YOUR TASK
Return the records that follow, unchanged and complete.

INPUT DATA
##############################

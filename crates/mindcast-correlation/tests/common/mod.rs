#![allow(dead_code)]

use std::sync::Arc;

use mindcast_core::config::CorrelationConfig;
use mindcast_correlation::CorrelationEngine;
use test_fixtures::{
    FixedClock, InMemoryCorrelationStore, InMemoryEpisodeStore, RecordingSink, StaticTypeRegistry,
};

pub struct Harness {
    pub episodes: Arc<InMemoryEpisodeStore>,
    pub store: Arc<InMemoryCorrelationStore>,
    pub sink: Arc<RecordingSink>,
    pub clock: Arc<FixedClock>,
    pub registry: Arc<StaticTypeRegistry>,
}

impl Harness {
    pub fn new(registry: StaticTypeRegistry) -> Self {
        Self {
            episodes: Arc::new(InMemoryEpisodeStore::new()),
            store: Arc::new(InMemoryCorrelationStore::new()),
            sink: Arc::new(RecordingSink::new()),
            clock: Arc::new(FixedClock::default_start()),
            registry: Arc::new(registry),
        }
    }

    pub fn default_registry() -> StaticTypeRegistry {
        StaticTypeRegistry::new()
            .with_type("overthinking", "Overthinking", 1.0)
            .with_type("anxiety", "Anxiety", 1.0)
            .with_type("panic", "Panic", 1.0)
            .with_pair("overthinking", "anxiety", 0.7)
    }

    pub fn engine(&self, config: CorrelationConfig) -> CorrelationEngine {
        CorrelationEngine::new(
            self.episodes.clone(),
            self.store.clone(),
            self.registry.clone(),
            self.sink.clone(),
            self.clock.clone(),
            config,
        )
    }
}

##############################

ANSWER TO THIS PROBLEM
filename crates/mindcast-correlation/tests/common/mod.rs
#![allow(dead_code)]

use std::sync::Arc;

use mindcast_core::config::CorrelationConfig;
use mindcast_correlation::CorrelationEngine;
use test_fixtures::{
    FixedClock, InMemoryCorrelationStore, InMemoryEpisodeStore, RecordingSink, StaticTypeRegistry,
};

pub struct Harness {
    pub episodes: Arc<InMemoryEpisodeStore>,
    pub store: Arc<InMemoryCorrelationStore>,
    pub sink: Arc<RecordingSink>,
    pub clock: Arc<FixedClock>,
    pub registry: Arc<StaticTypeRegistry>,
}

impl Harness {
    pub fn new(registry: StaticTypeRegistry) -> Self {
        Self {
            episodes: Arc::new(InMemoryEpisodeStore::new()),
            store: Arc::new(InMemoryCorrelationStore::new()),
            sink: Arc::new(RecordingSink::new()),
            clock: Arc::new(FixedClock::default_start()),
            registry: Arc::new(registry),
        }
    }

    pub fn default_registry() -> StaticTypeRegistry {
        StaticTypeRegistry::new()
            .with_type("overthinking", "Overthinking", 1.0)
            .with_type("anxiety", "Anxiety", 1.0)
            .with_type("panic", "Panic", 1.0)
            .with_pair("overthinking", "anxiety", 0.7)
    }

    pub fn engine(&self, config: CorrelationConfig) -> CorrelationEngine {
        CorrelationEngine::new(
            self.episodes.clone(),
            self.store.clone(),
            self.registry.clone(),
            self.sink.clone(),
            self.clock.clone(),
            config,
        )
    }
}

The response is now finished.